Oche Alaaf!

Laut Medienberichten hat am Samstag vor Rosenmontag der Vereinsvorsitzende der KG Richterich 1956 „Koe Jonge“e.V. bei einer Karnevalsfeier in einem Festzelt vor etwa 1000 Zuschauern einem ortsbekannten Rechtsextremen, der sogar in der Hooligan-Szene bekannt sein soll, den „Gesellschaftsorden“ der KG überreicht, aus Erleichterung und Dank dafür, dass die Session glatt und ohne rechte Pöbeleien über die Bühne gegangen ist, obwohl der diesjährige Prinz des Vereins Balam I. aus Afrika stammt.

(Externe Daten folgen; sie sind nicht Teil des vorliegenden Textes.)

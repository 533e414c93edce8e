// ── Console feature flags ──
//
// Process-wide visibility switches for console sections. Initialized
// from configuration at startup and mutated only through `FlagStore::set`;
// kept apart from resource collections so flag flips never touch
// entity state.

use serde::{Deserialize, Serialize};
use strum::{Display, EnumIter, EnumString};
use tokio::sync::watch;

/// Visibility switches, one per console section.
#[derive(Debug, Clone, Copy, PartialEq, Eq, Serialize, Deserialize)]
#[serde(rename_all = "kebab-case", default)]
pub struct ConsoleFlags {
    pub notifications_tray: bool,
    pub contract_editing: bool,
    pub security_rules: bool,
    pub comparisons: bool,
}

impl Default for ConsoleFlags {
    fn default() -> Self {
        Self {
            notifications_tray: true,
            contract_editing: true,
            security_rules: true,
            comparisons: true,
        }
    }
}

/// Names the individual switches so they can be flipped from the CLI.
#[derive(Debug, Clone, Copy, PartialEq, Eq, Display, EnumString, EnumIter)]
#[strum(serialize_all = "kebab-case", ascii_case_insensitive)]
pub enum ConsoleFlag {
    NotificationsTray,
    ContractEditing,
    SecurityRules,
    Comparisons,
}

/// Observable flag store. One instance per process.
#[derive(Debug)]
pub struct FlagStore {
    flags: watch::Sender<ConsoleFlags>,
}

impl FlagStore {
    pub fn new(initial: ConsoleFlags) -> Self {
        let (flags, _) = watch::channel(initial);
        Self { flags }
    }

    /// Current flag values.
    pub fn current(&self) -> ConsoleFlags {
        *self.flags.borrow()
    }

    pub fn is_enabled(&self, flag: ConsoleFlag) -> bool {
        let current = self.current();
        match flag {
            ConsoleFlag::NotificationsTray => current.notifications_tray,
            ConsoleFlag::ContractEditing => current.contract_editing,
            ConsoleFlag::SecurityRules => current.security_rules,
            ConsoleFlag::Comparisons => current.comparisons,
        }
    }

    /// Flip one switch. Observers see the change immediately.
    pub fn set(&self, flag: ConsoleFlag, enabled: bool) {
        self.flags.send_modify(|f| match flag {
            ConsoleFlag::NotificationsTray => f.notifications_tray = enabled,
            ConsoleFlag::ContractEditing => f.contract_editing = enabled,
            ConsoleFlag::SecurityRules => f.security_rules = enabled,
            ConsoleFlag::Comparisons => f.comparisons = enabled,
        });
    }

    /// Replace all switches at once (used when a profile is reloaded).
    pub fn replace(&self, flags: ConsoleFlags) {
        self.flags.send_modify(|f| *f = flags);
    }

    /// Subscribe to flag changes.
    pub fn subscribe(&self) -> watch::Receiver<ConsoleFlags> {
        self.flags.subscribe()
    }
}

impl Default for FlagStore {
    fn default() -> Self {
        Self::new(ConsoleFlags::default())
    }
}

#[cfg(test)]
#[allow(clippy::unwrap_used)]
mod tests {
    use std::str::FromStr;

    use strum::IntoEnumIterator;

    use super::*;

    #[test]
    fn defaults_show_everything() {
        let store = FlagStore::default();
        for flag in ConsoleFlag::iter() {
            assert!(store.is_enabled(flag), "{flag} should default on");
        }
    }

    #[test]
    fn set_flips_one_switch_only() {
        let store = FlagStore::default();
        store.set(ConsoleFlag::Comparisons, false);

        assert!(!store.is_enabled(ConsoleFlag::Comparisons));
        assert!(store.is_enabled(ConsoleFlag::NotificationsTray));
        assert!(store.is_enabled(ConsoleFlag::ContractEditing));
        assert!(store.is_enabled(ConsoleFlag::SecurityRules));
    }

    #[test]
    fn subscribers_observe_changes() {
        let store = FlagStore::default();
        let mut rx = store.subscribe();
        assert!(!rx.has_changed().unwrap());

        store.set(ConsoleFlag::SecurityRules, false);
        assert!(rx.has_changed().unwrap());
        assert!(!rx.borrow_and_update().security_rules);
    }

    #[test]
    fn flag_names_parse_kebab_case() {
        let flag = ConsoleFlag::from_str("notifications-tray").unwrap();
        assert_eq!(flag, ConsoleFlag::NotificationsTray);
        assert_eq!(ConsoleFlag::Comparisons.to_string(), "comparisons");
        assert!(ConsoleFlag::from_str("no-such-flag").is_err());
    }

    #[test]
    fn flags_serialize_kebab_case() {
        let flags = ConsoleFlags {
            comparisons: false,
            ..ConsoleFlags::default()
        };
        let json = serde_json::to_value(&flags).unwrap();
        assert_eq!(json["notifications-tray"], true);
        assert_eq!(json["comparisons"], false);
    }
}
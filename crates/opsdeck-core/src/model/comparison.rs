// ── Comparison domain types ──

use chrono::{DateTime, Utc};
use serde::{Deserialize, Serialize};
use strum::{Display, EnumString};

use super::entity_id::EntityId;

/// Execution state of a data comparison run.
#[derive(
    Debug, Clone, Copy, PartialEq, Eq, Serialize, Deserialize, Display, EnumString,
)]
#[strum(serialize_all = "SCREAMING_SNAKE_CASE", ascii_case_insensitive)]
#[serde(rename_all = "SCREAMING_SNAKE_CASE")]
pub enum ComparisonStatus {
    Pending,
    Running,
    Succeeded,
    Failed,
}

/// Data comparison run between two upstream systems.
#[derive(Debug, Clone, PartialEq, Serialize, Deserialize)]
pub struct Comparison {
    pub id: EntityId,
    pub source_system: String,
    pub target_system: String,
    pub status: ComparisonStatus,
    pub mismatches: u32,
    pub ran_at: Option<DateTime<Utc>>,
}

impl super::Entity for Comparison {
    fn id(&self) -> &EntityId {
        &self.id
    }
}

Das ist Aachen: In einer Stadt, in der die Synagoge und der jüdische Friedhof mit Nazissymbolen beschmiert werden, in der die grüne Bürgermeisterin Juden nicht haben will, wenn sie eine andere Meinung haben als sie und in der Mitglieder der NPD auf den Straßen marschieren und “weltweit den Antizionismus vorantreiben” skandieren, wird ein rechtsradikaler Mann schon dann ausgezeichnet, wenn er nicht zur Gewalt greift.

Oche Alaaf!

Aachen ist eine Stadt, in der die grüne Bürgermeisterin einen Juden ausdrücklich nicht haben will, weil er ihr zuviel streitet, während ein Rechtsradikaler einen Preis bekommt, wenn er nur die „heldenhafte“ Tat begeht, keinen dunkelhäutigen Menschen zu verprügeln.

Oche Alaaf!

Ich kann nur noch Heinrich Heine zitieren,

der über die Menschen in Aachen einst folgendes zu berichten wusste:

Noch immer das hölzern pedantische Volk,
Noch immer ein rechter Winkel
In jeder Bewegung, und im Gesicht
Der eingefrorene Dünkel.

Sie stelzen noch immer so steif herum,
So kerzengerade geschniegelt,
Als hätten sie verschluckt den Stock,
Womit man sie einst geprügelt.

Oche Alaaf!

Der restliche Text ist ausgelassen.